• **Exercise directions**:
Which lines of the entries below run from the one holding "if self.ball_speed <" to the one holding "if self.hidden_width == 0", inclusive? Set down exactly those lines and no others.

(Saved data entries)
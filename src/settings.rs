//! Game settings
//!
//! Loaded from a JSON file; every field is optional and falls back to the
//! defaults in `consts`.

use std::path::{Path, PathBuf};
use std::time::Duration;

use serde::{Deserialize, Serialize};

use crate::brain::{LearningRule, NeuralNetwork};
use crate::consts::*;
use crate::error::{BrainError, SettingsError};
use crate::sim::{
    BallTuning, Field, GameState, LearningSignals, PaddleSpec, Side, brain_topology,
};

#[derive(Debug, Clone, Serialize, Deserialize, PartialEq)]
#[serde(default)]
pub struct Settings {
    // === Field ===
    pub field_width: f32,
    pub field_height: f32,

    // === Ball ===
    pub ball_radius: f32,
    /// Pixels per tick after a serve
    pub ball_speed: f32,
    pub ball_max_speed: f32,
    /// Multiplier applied on every paddle return
    pub paddle_boost: f32,
    pub max_deflection_degrees: f32,

    // === Paddle ===
    pub paddle_width: f32,
    pub paddle_height: f32,
    pub paddle_margin: f32,
    /// Pixels per tick
    pub paddle_speed: f32,
    pub paddle_side: Side,
    /// Let Up/Down (or W/S) override the brain
    pub manual_control: bool,

    // === Brain ===
    pub hidden_width: usize,
    /// Seed for a fresh brain's weights
    pub seed: u64,
    pub brain_dir: PathBuf,
    pub brain_name: String,
    pub learning_enabled: bool,
    pub learning_rate: f32,
    pub max_weight_step: f32,
    pub weight_limit: f32,
    pub hit_reward: f32,
    pub miss_penalty: f32,
    pub tracking_rate: f32,

    // === Timing ===
    pub ticks_per_second: u32,
    /// FPS/UPS report and brain save cadence
    pub report_interval_ms: u64,
    /// Voluntary sleep per loop iteration
    pub yield_ms: u64,
}

impl Default for Settings {
    fn default() -> Self {
        let signals = LearningSignals::default();
        Self {
            field_width: FIELD_WIDTH,
            field_height: FIELD_HEIGHT,

            ball_radius: BALL_RADIUS,
            ball_speed: BALL_START_SPEED,
            ball_max_speed: BALL_MAX_SPEED,
            paddle_boost: PADDLE_BOOST,
            max_deflection_degrees: MAX_DEFLECTION.to_degrees(),

            paddle_width: PADDLE_WIDTH,
            paddle_height: PADDLE_HEIGHT,
            paddle_margin: PADDLE_MARGIN,
            paddle_speed: PADDLE_SPEED,
            paddle_side: Side::Left,
            manual_control: false,

            hidden_width: HIDDEN_WIDTH,
            seed: 0x5eed,
            brain_dir: PathBuf::from("."),
            brain_name: "brain".to_string(),
            learning_enabled: signals.enabled,
            learning_rate: LEARNING_RATE,
            max_weight_step: MAX_WEIGHT_STEP,
            weight_limit: WEIGHT_LIMIT,
            hit_reward: signals.hit_reward,
            miss_penalty: signals.miss_penalty,
            tracking_rate: signals.tracking_rate,

            ticks_per_second: TICKS_PER_SECOND,
            report_interval_ms: 1000,
            yield_ms: 3,
        }
    }
}

impl Settings {
    /// Parse settings JSON (missing fields take defaults)
    pub fn from_json(json: &str) -> Result<Self, serde_json::Error> {
        serde_json::from_str(json)
    }

    /// Load settings from a JSON file
    pub fn load(path: &Path) -> Result<Self, SettingsError> {
        let json = std::fs::read_to_string(path).map_err(|source| SettingsError::Io {
            path: path.to_path_buf(),
            source,
        })?;
        let settings = Self::from_json(&json).map_err(|source| SettingsError::Parse {
            path: path.to_path_buf(),
            source,
        })?;
        settings.validate()?;
        log::info!("Loaded settings from {}", path.display());
        Ok(settings)
    }

    /// Load settings, or fall back to defaults with a warning
    pub fn load_or_default(path: &Path) -> Self {
        match Self::load(path) {
            Ok(settings) => settings,
            Err(e) => {
                log::warn!("{e}; using default settings");
                Self::default()
            }
        }
    }

    pub fn save(&self, path: &Path) -> std::io::Result<()> {
        let json = serde_json::to_string_pretty(self).map_err(std::io::Error::other)?;
        std::fs::write(path, json)?;
        log::info!("Settings saved to {}", path.display());
        Ok(())
    }

    pub fn validate(&self) -> Result<(), SettingsError> {
        let invalid = |msg: &str| Err(SettingsError::Invalid(msg.to_string()));
        if self.field_width <= 0.0 || self.field_height <= 0.0 {
            return invalid("field dimensions must be positive");
        }
        if self.paddle_height <= 0.0 || self.paddle_height >= self.field_height {
            return invalid("paddle_height must be positive and below field_height");
        }
        if self.paddle_width <= 0.0
            || self.paddle_margin < 0.0
            || self.paddle_margin + self.paddle_width >= self.field_width / 2.0
        {
            return invalid("paddle must sit inside its half of the field");
        }
        if self.ball_radius <= 0.0
            || 2.0 * self.ball_radius >= self.field_width.min(self.field_height)
        {
            return invalid("ball must fit inside the field");
        }
        if self.ball_speed < 0.0 || self.ball_max_speed < self.ball_speed {
            return invalid("ball speed must be within 0..=ball_max_speed");
        }
        if self.weight_limit <= 0.0 || self.max_weight_step < 0.0 {
            return invalid("weight_limit must be positive and max_weight_step non-negative");
        }
        if !(0.0..90.0).contains(&self.max_deflection_degrees) {
            return invalid("max_deflection_degrees must be in [0, 90)");
        }
        if self.hidden_width == 0 {
            return invalid("hidden_width must be at least 1");
        }
        if self.ticks_per_second == 0 || self.report_interval_ms == 0 {
            return invalid("ticks_per_second and report_interval_ms must be positive");
        }
        if self.brain_name.is_empty() || self.brain_name.contains(['/', '\\']) {
            return invalid("brain_name must be a plain file stem");
        }
        Ok(())
    }

    pub fn field(&self) -> Field {
        Field {
            width: self.field_width,
            height: self.field_height,
        }
    }

    pub fn ball_tuning(&self) -> BallTuning {
        BallTuning {
            radius: self.ball_radius,
            base_speed: self.ball_speed,
            max_speed: self.ball_max_speed,
            paddle_boost: self.paddle_boost,
            max_deflection: self.max_deflection_degrees.to_radians(),
        }
    }

    pub fn paddle_spec(&self) -> PaddleSpec {
        PaddleSpec {
            width: self.paddle_width,
            height: self.paddle_height,
            margin: self.paddle_margin,
            speed: self.paddle_speed,
            side: self.paddle_side,
        }
    }

    pub fn learning_rule(&self) -> LearningRule {
        LearningRule {
            learning_rate: self.learning_rate,
            max_step: self.max_weight_step,
            weight_limit: self.weight_limit,
        }
    }

    pub fn learning_signals(&self) -> LearningSignals {
        LearningSignals {
            enabled: self.learning_enabled,
            hit_reward: self.hit_reward,
            miss_penalty: self.miss_penalty,
            tracking_rate: self.tracking_rate,
        }
    }

    pub fn brain_topology(&self) -> [usize; 3] {
        brain_topology(self.hidden_width)
    }

    /// A fresh game with a newly seeded brain
    pub fn build_game(&self) -> Result<GameState, BrainError> {
        let brain =
            NeuralNetwork::new(&self.brain_topology(), self.seed)?.with_rule(self.learning_rule());
        let mut game = GameState::new(self.field(), self.ball_tuning(), self.paddle_spec(), brain)?;
        game.learning = self.learning_signals();
        game.manual_control = self.manual_control;
        Ok(game)
    }

    /// Length of one logical tick
    pub fn tick_duration(&self) -> Duration {
        Duration::from_nanos(1_000_000_000 / u64::from(self.ticks_per_second.max(1)))
    }

    pub fn report_interval(&self) -> Duration {
        Duration::from_millis(self.report_interval_ms)
    }

    pub fn yield_duration(&self) -> Duration {
        Duration::from_millis(self.yield_ms)
    }
}
//! Error types shared by the brain, persistence and runtime layers

use std::path::PathBuf;

use thiserror::Error;

#[derive(Debug, Error)]
pub enum BrainError {
    /// A vector fed to the network does not match the layer width
    #[error("dimension mismatch: expected {expected} values, got {actual}")]
    DimensionMismatch { expected: usize, actual: usize },
    #[error("corrupt brain data: {0}")]
    CorruptBrain(String),
    #[error("no saved brain at {}", .0.display())]
    NotFound(PathBuf),
    #[error("invalid topology: {0}")]
    InvalidTopology(String),
    #[error("brain i/o failed: {0}")]
    Io(#[from] std::io::Error),
}

impl BrainError {
    /// Load failures that are expected in normal operation (first run, damaged file)
    pub fn is_recoverable_load(&self) -> bool {
        matches!(self, BrainError::CorruptBrain(_) | BrainError::NotFound(_))
    }
}

#[derive(Debug, Error)]
pub enum LoopError {
    #[error(transparent)]
    Brain(#[from] BrainError),
    #[error(transparent)]
    Settings(#[from] SettingsError),
    #[error("failed to spawn thread: {0}")]
    Spawn(std::io::Error),
    #[error("simulation state was lost when the loop thread panicked")]
    StateLost,
}

#[derive(Debug, Error)]
pub enum SettingsError {
    #[error("cannot read settings {}: {source}", path.display())]
    Io {
        path: PathBuf,
        source: std::io::Error,
    },
    #[error("cannot parse settings {}: {source}", path.display())]
    Parse {
        path: PathBuf,
        source: serde_json::Error,
    },
    #[error("invalid settings: {0}")]
    Invalid(String),
}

• **Task output**:
        if self.ball_speed < 0.0 || self.ball_max_speed < self.ball_speed {
            return invalid("ball speed must be within 0..=ball_max_speed");
        }
        if self.weight_limit <= 0.0 || self.max_weight_step < 0.0 {
            return invalid("weight_limit must be positive and max_weight_step non-negative");
        }
        if !(0.0..90.0).contains(&self.max_deflection_degrees) {
            return invalid("max_deflection_degrees must be in [0, 90)");
        }
        if self.hidden_width == 0 {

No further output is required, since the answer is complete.